Die linke Strömung innerhalb von Syriza (nun Teil der neuen linken Formation) meint korrekt: „Die Eurozone und die EU lassen sich hier, wo sie angelangt sind, nicht reformieren, noch auf ein neues Fundament stellen: Sie lassen sich nur stürzen.“

Aber es ist genauso eine Illusion, zu erwarten, dass durch einen Euro- bzw. EU-Austritt die Probleme der kapitalistischen Krise gelöst werden können. Auf kapitalistischer Basis bleiben Staaten weiterhin der Willkür der Märkte ausgeliefert. Es gibt keine nationale, sondern nur eine sozialistische Lösung.

SozialistInnen haben von Anfang an auf den Klassencharakter der EU hingewiesen. Trotzdem haben sie klargemacht, dass die Lösung nicht im Rückzug auf den Nationalstaat liegt - sondern im internationalen Kampf gegen den Kapitalismus und seine Institutionen, egal ob EU-Kommission oder österreichische Bundesregierung.

So ein Kampf braucht ein sozialistisches Programm. In Griechenland hätte das u.a. bedeutet: Stopp der Schuldenrückzahlung an die Banken und starke Besteuerung der Reichen und der Kirche, um ausreichend Mittel für Gesundheit, Bildung und Soziales zu haben. Sabotage durch KapitalistInnen und Kapitalflucht müssten verhindert werden – Durch die Verstaatlichung der großen Banken und Konzerne unter demokratischer Kontrolle der Gesellschaft und der Beschäftigten. Außerdem braucht es Kapitalverkehrskontrollen und ein staatliches Außenhandelsmonopol.

Solche sozialistischen Maßnahmen würden wahrscheinlich zu einem automatischen Ausschluss aus EU und Euro führen. Klar ist, dass ein sozialistisches Programm nicht mit einer vom Kapital kontrollierten Währung umgesetzt werden kann.
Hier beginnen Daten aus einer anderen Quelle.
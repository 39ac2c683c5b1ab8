//! Report decoding for the gamepad's fixed input layout
//!
//! [`decoder::decode`] is a pure function from raw bytes to a
//! [`controller_state::ControllerState`]; it holds no state between calls.

pub mod controller_state;
pub mod decoder;

pub use controller_state::{Buttons, ControllerState, DPad, Special, StickPosition};
pub use decoder::{axis_percent, decode, trigger_percent, DecodeError, REPORT_LEN};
Eine Regierung, die tatsächlich in der Lage ist, so ein Programm umzusetzen, hätte enorme Vorbildwirkung auch über die nationalen und europäischen Grenzen hinaus. Das könnte der Ausgangspunkt für eine europaweite Bewegung sein, die sich zum klaren Ziel setzt, mit dem Kapitalismus und seinen Institutionen zu brechen. Um so eine echte Alternative aufzubauen – ein sozialistisches Europa der Millionen statt eine EU der Millionäre.